We deny the bank's motion for rehearing, but withdraw our previously issued opinion and substitute the following in its place.
The homeowner appeals an order denying his motion for attorney's fees following the bank's voluntary dismissal of its foreclosure action. We reverse because the voluntary dismissal rendered the homeowner the prevailing party for purposes of attorney's fees.
HSBC Bank filed a foreclosure complaint against the homeowner, alleging it was the owner and holder of the note and mortgage. HSBC further alleged it was entitled to attorney's fees under the contract. A copy of the note attached to the complaint listed DB Home Lending LLC as the lender and the homeowner as the borrower. The note contained a specific endorsement by DB Home Lending to HSBC.
The homeowner filed an answer and affirmative defenses. In his affirmative defenses, the homeowner stated that the bank lacked standing, the bank did not *644have legal rights to enforce the note and mortgage, and the endorsement on the note was not valid and authentic. The homeowner also requested attorney's fees.

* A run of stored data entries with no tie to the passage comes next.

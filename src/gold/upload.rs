//! Upload of gold artifacts to an object store under the `gold/` prefix

use std::path::Path;

use crate::error::Result;
use crate::providers::object_store::ObjectStore;

/// Upload the gold tables and any materialized chunk files.
///
/// Ensures the bucket exists first, then puts every `gold_chunks.*` table and
/// `*.txt` chunk blob in `gold_dir` under `gold/<filename>`. Returns the
/// number of objects uploaded.
pub async fn upload_gold(store: &dyn ObjectStore, gold_dir: &Path) -> Result<usize> {
    store.ensure_bucket().await?;

    let mut uploaded = 0usize;
    for entry in std::fs::read_dir(gold_dir)? {
        let entry = entry?;
        let path = entry.path();
        if !path.is_file() {
            continue;
        }

        let Some(name) = path.file_name().and_then(|n| n.to_str()) else {
            continue;
        };

        let content_type = if name.starts_with("gold_chunks.") {
            if name.ends_with(".csv") {
                "text/csv"
            } else {
                "application/octet-stream"
            }
        } else if name.ends_with(".txt") {
            "text/plain"
        } else {
            continue;
        };

        let data = std::fs::read(&path)?;
        store
            .put_object(&format!("gold/{name}"), &data, content_type)
            .await?;
        uploaded += 1;
    }

    tracing::info!(uploaded, store = store.name(), "Uploaded gold artifacts");
    Ok(uploaded)
}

A year after filing the complaint, HSBC voluntarily dismissed the case without prejudice. The homeowner moved for prevailing party attorney's fees under the contract. Specifically, the homeowner alleged in the motion for attorney's fees that "[t]he Mortgage that was the subject matter of this lawsuit provided for costs and expenses if the Note holder was to enforce the Note" and that section 57.105(7), Florida Statutes, made this provision applicable to the homeowner. HSBC opposed the motion, arguing that the homeowner's lack of standing defense precluded him from recovering fees. After a hearing, the trial court denied the homeowner's motion, finding that he failed to prove that he and HSBC were parties to the contract.
A trial court's determination of whether a party is entitled to attorney's fees based on a fee provision in the mortgage is reviewed de novo. Bank of N.Y. Mellon Tr. Co., N.A. v. Fitzgerald , 215 So.3d 116, 118 (Fla. 3d DCA 2017). Section 57.105(7), Florida Statutes, operates to make a unilateral attorney's fees provision in a mortgage contract reciprocal. In order for a prevailing party to avail itself of section 57.105(7), both the movant and the opponent must be parties to the contract containing the fee provision. Madl v. Wells Fargo Bank, N.A. , 244 So.3d 1134, 1138 (Fla. 5th DCA 2017).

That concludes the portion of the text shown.